Records for this task.
BEGIN
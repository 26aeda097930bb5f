// src/clmm_math.rs
// Liquidity <-> token amount conversions for concentrated-liquidity positions.
// All amount math is integer fixed point; floats never touch these paths.

use crate::errors::{SdkError, SdkResult};
use crate::tick_math;
use primitive_types::{U256, U512};

/// Result of sizing a deposit from one fixed token amount.
#[derive(Debug, Clone, PartialEq, Eq)]
pub struct LiquidityInput {
    /// Liquidity bought by the fixed amount.
    pub liquidity: u128,
    /// Exact amounts the liquidity currently maps to (pre-slippage).
    pub amount_a: u128,
    pub amount_b: u128,
    /// Transaction-safe upper bounds, inflated by the slippage tolerance.
    pub amount_a_max: u128,
    pub amount_b_max: u128,
    /// Which token the caller fixed.
    pub fix_amount_a: bool,
}

/// Token amounts a position's liquidity represents at the current price.
///
/// Three-region policy: entirely token A below the range, entirely token B
/// above it, a split given by the standard CLMM formulas inside.
/// `round_up` rounds fractional remainders up (deposit sizing); valuation
/// reads pass `false`.
pub fn coin_amounts_from_liquidity(
    liquidity: u128,
    cur_sqrt_price: u128,
    lower_sqrt_price: u128,
    upper_sqrt_price: u128,
    round_up: bool,
) -> SdkResult<(u128, u128)> {
    if lower_sqrt_price == 0 || lower_sqrt_price >= upper_sqrt_price {
        return Err(SdkError::InvalidRange(format!(
            "sqrt price bounds not ordered: {} >= {}",
            lower_sqrt_price, upper_sqrt_price
        )));
    }

    if cur_sqrt_price <= lower_sqrt_price {
        // Price below range: position holds only token A.
        let a = amount_a_delta(lower_sqrt_price, upper_sqrt_price, liquidity, round_up)?;
        Ok((a, 0))
    } else if cur_sqrt_price >= upper_sqrt_price {
        // Price above range: position holds only token B.
        let b = amount_b_delta(lower_sqrt_price, upper_sqrt_price, liquidity, round_up)?;
        Ok((0, b))
    } else {
        let a = amount_a_delta(cur_sqrt_price, upper_sqrt_price, liquidity, round_up)?;
        let b = amount_b_delta(lower_sqrt_price, cur_sqrt_price, liquidity, round_up)?;
        Ok((a, b))
    }
}

/// amount_a = L * 2^64 * (upper - lower) / (upper * lower)
fn amount_a_delta(
    lower_sqrt_price: u128,
    upper_sqrt_price: u128,
    liquidity: u128,
    round_up: bool,
) -> SdkResult<u128> {
    let num = (U512::from(liquidity) << 64)
        * U512::from(upper_sqrt_price - lower_sqrt_price);
    let den = U512::from(upper_sqrt_price) * U512::from(lower_sqrt_price);
    let mut q = num / den;
    if round_up && num % den != U512::zero() {
        q += U512::one();
    }
    u512_to_u128(q, "amount_a")
}

/// amount_b = L * (upper - lower) / 2^64
fn amount_b_delta(
    lower_sqrt_price: u128,
    upper_sqrt_price: u128,
    liquidity: u128,
    round_up: bool,
) -> SdkResult<u128> {
    let num = U256::from(liquidity) * U256::from(upper_sqrt_price - lower_sqrt_price);
    let mut q = num >> 64;
    if round_up && num & U256::from(u64::MAX) != U256::zero() {
        q += U256::one();
    }
    u256_to_u128(q, "amount_b")
}

/// Liquidity purchasable with `amount_a` of token A over a sqrt-price band:
/// L = (amount_a * upper * lower / 2^64) / (upper - lower)
pub fn estimate_liquidity_for_coin_a(
    lower_sqrt_price: u128,
    upper_sqrt_price: u128,
    amount_a: u128,
) -> SdkResult<u128> {
    let (lo, hi) = ordered(lower_sqrt_price, upper_sqrt_price)?;
    let num = (U512::from(amount_a) * U512::from(hi) * U512::from(lo)) >> 64;
    let den = U512::from(hi - lo);
    u512_to_u128(num / den, "liquidity_a")
}

/// Liquidity purchasable with `amount_b` of token B over a sqrt-price band:
/// L = amount_b * 2^64 / (upper - lower)
pub fn estimate_liquidity_for_coin_b(
    lower_sqrt_price: u128,
    upper_sqrt_price: u128,
    amount_b: u128,
) -> SdkResult<u128> {
    let (lo, hi) = ordered(lower_sqrt_price, upper_sqrt_price)?;
    let num = U256::from(amount_b) << 64;
    let den = U256::from(hi - lo);
    u256_to_u128(num / den, "liquidity_b")
}

/// Inverse deposit sizing: given one token's fixed amount and a tick range,
/// compute the liquidity it buys and the other token's required amount, then
/// inflate both maxima by `(1 + slippage)` for transaction safety.
///
/// `slippage` must be in `[0, 1)`. Fixing a token that is inactive for the
/// range (e.g. token B when the price sits below the range) is an error.
pub fn est_liquidity_and_amounts_from_one_amount(
    tick_lower: i32,
    tick_upper: i32,
    fixed_amount: u128,
    fix_amount_a: bool,
    round_up: bool,
    slippage: f64,
    cur_sqrt_price: u128,
) -> SdkResult<LiquidityInput> {
    if !(0.0..1.0).contains(&slippage) || !slippage.is_finite() {
        return Err(SdkError::InvalidSlippage(slippage));
    }
    if tick_lower >= tick_upper {
        return Err(SdkError::InvalidRange(format!(
            "tick_lower {} >= tick_upper {}",
            tick_lower, tick_upper
        )));
    }
    let lower_sqrt_price = tick_math::tick_index_to_sqrt_price_x64(tick_lower)?;
    let upper_sqrt_price = tick_math::tick_index_to_sqrt_price_x64(tick_upper)?;

    let liquidity = if cur_sqrt_price <= lower_sqrt_price {
        // Below range: deposits are token A only.
        if !fix_amount_a {
            return Err(SdkError::InvalidRange(
                "price below range: cannot size liquidity from token B".into(),
            ));
        }
        estimate_liquidity_for_coin_a(lower_sqrt_price, upper_sqrt_price, fixed_amount)?
    } else if cur_sqrt_price >= upper_sqrt_price {
        // Above range: deposits are token B only.
        if fix_amount_a {
            return Err(SdkError::InvalidRange(
                "price above range: cannot size liquidity from token A".into(),
            ));
        }
        estimate_liquidity_for_coin_b(lower_sqrt_price, upper_sqrt_price, fixed_amount)?
    } else if fix_amount_a {
        estimate_liquidity_for_coin_a(cur_sqrt_price, upper_sqrt_price, fixed_amount)?
    } else {
        estimate_liquidity_for_coin_b(lower_sqrt_price, cur_sqrt_price, fixed_amount)?
    };

    let (amount_a, amount_b) = coin_amounts_from_liquidity(
        liquidity,
        cur_sqrt_price,
        lower_sqrt_price,
        upper_sqrt_price,
        round_up,
    )?;

    // Integer slippage inflation in parts-per-million; never float on amounts.
    let slippage_ppm = (slippage * 1e6).round() as u64;
    Ok(LiquidityInput {
        liquidity,
        amount_a,
        amount_b,
        amount_a_max: inflate_ppm(amount_a, slippage_ppm)?,
        amount_b_max: inflate_ppm(amount_b, slippage_ppm)?,
        fix_amount_a,
    })
}

fn inflate_ppm(amount: u128, slippage_ppm: u64) -> SdkResult<u128> {
    let num = U256::from(amount) * U256::from(1_000_000u64 + slippage_ppm);
    let den = U256::from(1_000_000u64);
    let mut q = num / den;
    if num % den != U256::zero() {
        q += U256::one();
    }
    u256_to_u128(q, "slippage_inflation")
}

fn ordered(a: u128, b: u128) -> SdkResult<(u128, u128)> {
    let (lo, hi) = if a < b { (a, b) } else { (b, a) };
    if lo == 0 || lo == hi {
        return Err(SdkError::InvalidRange(format!(
            "degenerate sqrt price band [{}, {}]",
            lo, hi
        )));
    }
    Ok((lo, hi))
}

fn u256_to_u128(v: U256, context: &'static str) -> SdkResult<u128> {
    if v > U256::from(u128::MAX) {
        tracing::warn!("u256 overflow into u128 in {}", context);
        return Err(SdkError::MathOverflow(context));
    }
    Ok(v.as_u128())
}

fn u512_to_u128(v: U512, context: &'static str) -> SdkResult<u128> {
    if v > U512::from(u128::MAX) {
        tracing::warn!("u512 overflow into u128 in {}", context);
        return Err(SdkError::MathOverflow(context));
    }
    Ok(v.as_u128())
}

#[cfg(test)]
mod tests {
    use super::*;
    use crate::tick_math::tick_index_to_sqrt_price_x64;

    fn sqrt(tick: i32) -> u128 {
        tick_index_to_sqrt_price_x64(tick).unwrap()
    }

    #[test]
    fn test_below_range_is_all_token_a() {
        let (lower, upper) = (sqrt(100), sqrt(200));
        let cur = sqrt(50);
        let (a, b) = coin_amounts_from_liquidity(1_000_000_000, cur, lower, upper, false).unwrap();
        assert!(a > 0);
        assert_eq!(b, 0);
    }

    #[test]
    fn test_above_range_is_all_token_b() {
        let (lower, upper) = (sqrt(100), sqrt(200));
        let cur = sqrt(300);
        let (a, b) = coin_amounts_from_liquidity(1_000_000_000, cur, lower, upper, false).unwrap();
        assert_eq!(a, 0);
        assert!(b > 0);
    }

    #[test]
    fn test_in_range_holds_both_tokens() {
        let (lower, upper) = (sqrt(-1000), sqrt(1000));
        let cur = sqrt(0);
        let liquidity = 500_000_000_000u128;
        let (a, b) = coin_amounts_from_liquidity(liquidity, cur, lower, upper, false).unwrap();
        assert!(a > 0 && b > 0);
        // Symmetric range at price 1.0: the two sides are nearly equal.
        let (a, b) = (a as f64, b as f64);
        assert!((a - b).abs() / a < 0.01, "a={} b={}", a, b);
    }

    #[test]
    fn test_round_up_never_smaller() {
        let (lower, upper) = (sqrt(-5000), sqrt(5000));
        let cur = sqrt(137);
        let liquidity = 123_456_789_012u128;
        let (a_dn, b_dn) = coin_amounts_from_liquidity(liquidity, cur, lower, upper, false).unwrap();
        let (a_up, b_up) = coin_amounts_from_liquidity(liquidity, cur, lower, upper, true).unwrap();
        assert!(a_up >= a_dn && b_up >= b_dn);
        assert!(a_up - a_dn <= 1 && b_up - b_dn <= 1);
    }

    #[test]
    fn test_degenerate_band_rejected() {
        let p = sqrt(10);
        assert!(coin_amounts_from_liquidity(1, p, p, p, false).is_err());
    }

    #[test]
    fn test_invalid_slippage_rejected() {
        for s in [-0.01, 1.0, 1.5, f64::NAN] {
            let err = est_liquidity_and_amounts_from_one_amount(
                -100,
                100,
                1_000_000,
                true,
                true,
                s,
                sqrt(0),
            );
            assert!(matches!(err, Err(SdkError::InvalidSlippage(_))), "slippage {s}");
        }
    }

    #[test]
    fn test_fixed_token_must_be_active() {
        // Price below the range: only token A can size the deposit.
        let cur = sqrt(-500);
        let err = est_liquidity_and_amounts_from_one_amount(
            -100, 100, 1_000_000, false, true, 0.01, cur,
        );
        assert!(matches!(err, Err(SdkError::InvalidRange(_))));
        // And above it, only token B.
        let cur = sqrt(500);
        let err = est_liquidity_and_amounts_from_one_amount(
            -100, 100, 1_000_000, true, true, 0.01, cur,
        );
        assert!(matches!(err, Err(SdkError::InvalidRange(_))));
    }

    #[test]
    fn test_est_liquidity_round_trip_recovers_fixed_amount() {
        let cur = sqrt(37);
        let fixed = 5_000_000_000u128; // 5 SUI in base units
        let input = est_liquidity_and_amounts_from_one_amount(
            -443580, 443580, fixed, true, false, 0.005, cur,
        )
        .unwrap();
        assert!(input.liquidity > 0);
        // Round-down both directions: the recovered amount is within a tiny
        // relative tolerance below the fixed deposit.
        let recovered = input.amount_a as f64;
        let rel = (fixed as f64 - recovered).abs() / fixed as f64;
        assert!(rel < 1e-6, "recovered {} vs fixed {}", recovered, fixed);
        // Slippage bounds sit above the exact amounts.
        assert!(input.amount_a_max >= input.amount_a);
        assert!(input.amount_b_max >= input.amount_b);
        let inflated = input.amount_a as f64 * 1.005;
        assert!((input.amount_a_max as f64 - inflated).abs() <= 2.0);
    }

    #[test]
    fn test_zero_slippage_keeps_amounts_exact() {
        let cur = sqrt(0);
        let input = est_liquidity_and_amounts_from_one_amount(
            -1000, 1000, 1_000_000_000, true, false, 0.0, cur,
        )
        .unwrap();
        assert_eq!(input.amount_a_max, input.amount_a);
        assert_eq!(input.amount_b_max, input.amount_b);
    }
}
END
Problem description.
Give an exact copy of the lines above, from the top of the records to the line that contains "fixed token amount.", taking in both ends.

Solution to this task.
repository 26aeda097930bb5f
// src/clmm_math.rs
// Liquidity <-> token amount conversions for concentrated-liquidity positions.
// All amount math is integer fixed point; floats never touch these paths.

use crate::errors::{SdkError, SdkResult};
use crate::tick_math;
use primitive_types::{U256, U512};

/// Result of sizing a deposit from one fixed token amount.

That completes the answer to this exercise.